__DIRECTIONS__
Scan the entries below for the word "common" and copy every line where it turns up.

Items from a dataset:

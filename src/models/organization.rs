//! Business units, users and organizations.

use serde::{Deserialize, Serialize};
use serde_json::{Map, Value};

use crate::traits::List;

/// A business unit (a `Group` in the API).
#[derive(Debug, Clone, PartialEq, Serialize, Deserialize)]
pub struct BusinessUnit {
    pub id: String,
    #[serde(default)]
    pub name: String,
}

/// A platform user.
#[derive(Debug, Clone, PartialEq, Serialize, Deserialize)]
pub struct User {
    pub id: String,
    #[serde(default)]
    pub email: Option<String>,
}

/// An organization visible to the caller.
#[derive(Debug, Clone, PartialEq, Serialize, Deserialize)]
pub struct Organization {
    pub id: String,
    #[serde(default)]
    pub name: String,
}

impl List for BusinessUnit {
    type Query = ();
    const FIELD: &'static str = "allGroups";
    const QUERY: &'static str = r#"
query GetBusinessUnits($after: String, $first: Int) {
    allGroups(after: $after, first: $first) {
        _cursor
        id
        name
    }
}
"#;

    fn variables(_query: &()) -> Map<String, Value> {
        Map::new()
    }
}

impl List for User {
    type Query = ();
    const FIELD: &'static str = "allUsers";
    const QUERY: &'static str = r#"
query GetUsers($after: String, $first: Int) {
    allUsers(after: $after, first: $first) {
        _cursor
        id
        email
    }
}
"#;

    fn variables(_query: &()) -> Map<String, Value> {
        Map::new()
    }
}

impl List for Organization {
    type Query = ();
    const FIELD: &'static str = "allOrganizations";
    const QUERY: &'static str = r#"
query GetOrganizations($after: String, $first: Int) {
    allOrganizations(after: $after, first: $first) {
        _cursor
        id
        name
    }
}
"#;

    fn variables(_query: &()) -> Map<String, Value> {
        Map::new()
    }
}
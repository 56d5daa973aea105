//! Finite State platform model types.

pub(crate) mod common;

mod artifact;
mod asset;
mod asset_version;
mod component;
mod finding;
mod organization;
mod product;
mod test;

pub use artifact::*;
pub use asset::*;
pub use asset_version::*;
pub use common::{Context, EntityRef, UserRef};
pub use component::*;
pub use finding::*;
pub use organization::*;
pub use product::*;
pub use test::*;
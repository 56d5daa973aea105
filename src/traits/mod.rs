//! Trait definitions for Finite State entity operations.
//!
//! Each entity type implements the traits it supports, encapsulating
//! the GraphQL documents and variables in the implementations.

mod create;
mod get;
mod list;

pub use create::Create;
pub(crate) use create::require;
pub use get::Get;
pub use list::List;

...

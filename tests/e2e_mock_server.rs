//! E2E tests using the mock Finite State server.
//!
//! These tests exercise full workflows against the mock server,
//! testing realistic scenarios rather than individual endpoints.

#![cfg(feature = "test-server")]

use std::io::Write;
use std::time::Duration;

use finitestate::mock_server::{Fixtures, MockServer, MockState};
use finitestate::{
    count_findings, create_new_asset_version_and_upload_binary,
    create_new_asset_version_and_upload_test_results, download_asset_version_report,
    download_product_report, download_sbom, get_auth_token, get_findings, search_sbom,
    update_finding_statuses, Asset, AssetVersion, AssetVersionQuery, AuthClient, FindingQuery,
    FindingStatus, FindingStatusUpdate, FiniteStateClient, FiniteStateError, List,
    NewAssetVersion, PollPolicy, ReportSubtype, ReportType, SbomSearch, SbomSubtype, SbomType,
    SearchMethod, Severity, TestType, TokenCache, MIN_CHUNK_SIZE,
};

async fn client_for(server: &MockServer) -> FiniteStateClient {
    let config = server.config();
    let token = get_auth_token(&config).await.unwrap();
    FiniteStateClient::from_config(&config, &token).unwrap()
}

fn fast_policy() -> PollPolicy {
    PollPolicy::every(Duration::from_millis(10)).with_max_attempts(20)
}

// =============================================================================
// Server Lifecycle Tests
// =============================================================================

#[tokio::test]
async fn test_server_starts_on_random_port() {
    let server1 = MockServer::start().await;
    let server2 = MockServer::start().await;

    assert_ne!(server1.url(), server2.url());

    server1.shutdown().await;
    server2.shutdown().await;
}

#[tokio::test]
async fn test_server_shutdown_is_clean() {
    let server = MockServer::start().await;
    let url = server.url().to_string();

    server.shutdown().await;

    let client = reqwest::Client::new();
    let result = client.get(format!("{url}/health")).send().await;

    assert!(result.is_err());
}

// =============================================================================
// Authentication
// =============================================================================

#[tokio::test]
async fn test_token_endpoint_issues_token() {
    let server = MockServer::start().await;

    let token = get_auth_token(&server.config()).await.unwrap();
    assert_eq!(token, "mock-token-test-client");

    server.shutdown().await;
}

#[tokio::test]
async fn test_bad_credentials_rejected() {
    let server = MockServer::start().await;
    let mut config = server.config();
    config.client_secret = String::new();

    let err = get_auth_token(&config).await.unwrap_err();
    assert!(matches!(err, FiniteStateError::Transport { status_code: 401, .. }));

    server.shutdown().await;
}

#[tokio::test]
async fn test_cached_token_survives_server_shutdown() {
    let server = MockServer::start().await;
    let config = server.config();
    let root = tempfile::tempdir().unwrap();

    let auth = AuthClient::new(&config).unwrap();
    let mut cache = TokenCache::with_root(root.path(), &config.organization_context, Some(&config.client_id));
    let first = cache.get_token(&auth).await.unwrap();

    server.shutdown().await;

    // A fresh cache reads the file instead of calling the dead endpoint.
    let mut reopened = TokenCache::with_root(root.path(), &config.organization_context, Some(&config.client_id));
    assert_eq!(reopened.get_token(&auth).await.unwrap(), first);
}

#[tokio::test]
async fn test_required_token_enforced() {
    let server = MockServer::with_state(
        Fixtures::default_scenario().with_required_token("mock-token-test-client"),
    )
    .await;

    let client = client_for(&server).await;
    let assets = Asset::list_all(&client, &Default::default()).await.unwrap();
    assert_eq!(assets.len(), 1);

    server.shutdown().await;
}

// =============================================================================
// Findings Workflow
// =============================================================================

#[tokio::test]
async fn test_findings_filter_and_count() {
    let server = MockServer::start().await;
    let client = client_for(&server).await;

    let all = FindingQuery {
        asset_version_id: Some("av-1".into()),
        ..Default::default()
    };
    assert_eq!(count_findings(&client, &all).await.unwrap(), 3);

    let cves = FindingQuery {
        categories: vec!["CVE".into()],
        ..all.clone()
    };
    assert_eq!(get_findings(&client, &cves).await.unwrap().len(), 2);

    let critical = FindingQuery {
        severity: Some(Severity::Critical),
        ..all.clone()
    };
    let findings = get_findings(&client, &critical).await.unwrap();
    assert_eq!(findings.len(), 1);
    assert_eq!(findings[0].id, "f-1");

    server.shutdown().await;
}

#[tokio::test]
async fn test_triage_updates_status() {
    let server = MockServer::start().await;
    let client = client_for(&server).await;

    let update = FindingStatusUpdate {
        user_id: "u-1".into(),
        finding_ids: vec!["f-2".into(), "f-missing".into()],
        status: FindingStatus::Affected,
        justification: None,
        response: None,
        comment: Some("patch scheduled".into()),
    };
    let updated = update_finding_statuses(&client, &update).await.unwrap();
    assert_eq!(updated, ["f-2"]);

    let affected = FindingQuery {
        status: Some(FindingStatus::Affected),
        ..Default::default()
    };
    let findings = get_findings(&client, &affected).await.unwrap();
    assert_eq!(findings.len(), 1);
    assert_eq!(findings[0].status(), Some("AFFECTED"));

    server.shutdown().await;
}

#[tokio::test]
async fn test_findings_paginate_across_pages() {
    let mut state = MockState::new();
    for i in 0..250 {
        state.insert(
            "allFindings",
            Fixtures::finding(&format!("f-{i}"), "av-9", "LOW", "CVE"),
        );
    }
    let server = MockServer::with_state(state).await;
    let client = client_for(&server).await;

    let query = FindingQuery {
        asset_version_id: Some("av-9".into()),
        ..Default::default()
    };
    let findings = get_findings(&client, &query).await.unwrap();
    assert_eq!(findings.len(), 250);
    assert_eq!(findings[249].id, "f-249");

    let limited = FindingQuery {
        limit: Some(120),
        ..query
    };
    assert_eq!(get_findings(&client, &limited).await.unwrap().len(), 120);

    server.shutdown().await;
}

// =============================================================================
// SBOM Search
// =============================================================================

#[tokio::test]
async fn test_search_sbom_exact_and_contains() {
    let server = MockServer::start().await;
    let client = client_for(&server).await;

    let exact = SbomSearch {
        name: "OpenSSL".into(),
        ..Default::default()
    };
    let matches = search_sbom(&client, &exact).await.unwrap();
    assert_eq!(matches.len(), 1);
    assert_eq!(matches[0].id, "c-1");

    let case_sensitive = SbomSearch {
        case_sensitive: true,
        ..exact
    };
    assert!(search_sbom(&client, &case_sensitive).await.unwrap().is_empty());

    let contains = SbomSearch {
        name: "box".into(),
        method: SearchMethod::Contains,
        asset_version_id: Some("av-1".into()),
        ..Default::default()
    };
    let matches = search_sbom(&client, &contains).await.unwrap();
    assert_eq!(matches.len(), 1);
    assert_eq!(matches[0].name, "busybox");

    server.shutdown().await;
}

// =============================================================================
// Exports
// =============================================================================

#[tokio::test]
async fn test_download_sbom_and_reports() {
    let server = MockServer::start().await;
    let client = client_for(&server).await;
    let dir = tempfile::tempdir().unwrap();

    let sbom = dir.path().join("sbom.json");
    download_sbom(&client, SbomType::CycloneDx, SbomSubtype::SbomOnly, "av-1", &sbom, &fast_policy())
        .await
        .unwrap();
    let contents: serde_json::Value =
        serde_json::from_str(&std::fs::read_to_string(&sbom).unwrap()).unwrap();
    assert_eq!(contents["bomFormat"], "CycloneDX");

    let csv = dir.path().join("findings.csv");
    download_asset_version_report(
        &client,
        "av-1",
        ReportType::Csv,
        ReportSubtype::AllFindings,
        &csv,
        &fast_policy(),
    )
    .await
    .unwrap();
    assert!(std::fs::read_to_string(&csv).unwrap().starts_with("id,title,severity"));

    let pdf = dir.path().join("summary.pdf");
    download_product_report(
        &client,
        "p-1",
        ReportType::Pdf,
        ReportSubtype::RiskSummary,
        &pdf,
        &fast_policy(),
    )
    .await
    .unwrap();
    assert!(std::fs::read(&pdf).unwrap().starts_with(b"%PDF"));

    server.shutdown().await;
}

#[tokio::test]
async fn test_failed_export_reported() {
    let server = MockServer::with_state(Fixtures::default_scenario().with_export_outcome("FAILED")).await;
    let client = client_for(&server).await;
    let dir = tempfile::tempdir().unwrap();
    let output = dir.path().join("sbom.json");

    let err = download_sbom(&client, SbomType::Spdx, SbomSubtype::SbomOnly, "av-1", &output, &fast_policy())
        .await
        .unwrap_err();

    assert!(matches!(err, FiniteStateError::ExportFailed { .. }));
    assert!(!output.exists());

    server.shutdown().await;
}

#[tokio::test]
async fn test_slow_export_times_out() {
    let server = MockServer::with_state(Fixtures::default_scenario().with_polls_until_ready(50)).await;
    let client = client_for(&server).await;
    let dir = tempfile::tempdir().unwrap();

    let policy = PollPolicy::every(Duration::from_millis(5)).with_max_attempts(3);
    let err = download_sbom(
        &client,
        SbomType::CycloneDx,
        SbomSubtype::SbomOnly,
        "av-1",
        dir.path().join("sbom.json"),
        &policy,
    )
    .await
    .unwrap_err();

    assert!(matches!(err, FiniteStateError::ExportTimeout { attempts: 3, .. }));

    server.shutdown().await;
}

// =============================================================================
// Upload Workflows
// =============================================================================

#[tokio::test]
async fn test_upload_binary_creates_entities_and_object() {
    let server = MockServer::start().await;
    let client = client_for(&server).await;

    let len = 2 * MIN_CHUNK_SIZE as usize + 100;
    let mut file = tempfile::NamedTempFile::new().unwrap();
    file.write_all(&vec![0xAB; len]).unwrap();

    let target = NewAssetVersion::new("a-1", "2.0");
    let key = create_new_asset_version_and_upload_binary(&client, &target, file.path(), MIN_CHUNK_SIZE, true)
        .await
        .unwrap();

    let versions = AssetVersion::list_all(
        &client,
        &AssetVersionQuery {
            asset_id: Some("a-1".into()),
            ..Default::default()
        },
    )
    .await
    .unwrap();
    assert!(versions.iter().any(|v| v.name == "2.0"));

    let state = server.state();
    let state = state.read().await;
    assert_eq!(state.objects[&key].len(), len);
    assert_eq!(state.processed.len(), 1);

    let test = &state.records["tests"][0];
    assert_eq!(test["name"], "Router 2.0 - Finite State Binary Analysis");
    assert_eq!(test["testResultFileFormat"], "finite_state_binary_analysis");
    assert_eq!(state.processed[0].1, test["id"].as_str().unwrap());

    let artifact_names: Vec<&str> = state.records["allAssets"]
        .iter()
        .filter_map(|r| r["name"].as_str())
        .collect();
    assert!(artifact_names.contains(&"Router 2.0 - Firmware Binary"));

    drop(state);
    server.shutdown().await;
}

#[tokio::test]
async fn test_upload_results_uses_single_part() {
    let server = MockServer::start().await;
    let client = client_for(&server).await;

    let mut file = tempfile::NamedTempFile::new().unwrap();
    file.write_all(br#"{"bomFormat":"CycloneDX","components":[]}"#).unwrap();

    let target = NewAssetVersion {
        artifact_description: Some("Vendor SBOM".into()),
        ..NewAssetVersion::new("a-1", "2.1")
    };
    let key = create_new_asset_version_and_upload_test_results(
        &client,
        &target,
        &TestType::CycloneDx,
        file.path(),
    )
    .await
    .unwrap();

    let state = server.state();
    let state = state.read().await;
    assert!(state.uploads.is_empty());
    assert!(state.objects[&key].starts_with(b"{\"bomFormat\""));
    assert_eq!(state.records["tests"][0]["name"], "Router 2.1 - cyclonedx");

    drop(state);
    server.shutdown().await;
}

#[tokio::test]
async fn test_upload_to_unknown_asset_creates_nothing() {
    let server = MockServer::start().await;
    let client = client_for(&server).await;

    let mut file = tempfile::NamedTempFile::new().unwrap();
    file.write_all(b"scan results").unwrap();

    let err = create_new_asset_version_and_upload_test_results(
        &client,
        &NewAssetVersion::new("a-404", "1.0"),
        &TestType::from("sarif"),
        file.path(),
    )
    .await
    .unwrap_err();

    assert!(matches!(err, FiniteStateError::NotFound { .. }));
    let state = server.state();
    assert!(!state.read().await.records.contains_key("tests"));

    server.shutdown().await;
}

__RESPONSE__
pub(crate) mod common;
pub use common::{Context, EntityRef, UserRef};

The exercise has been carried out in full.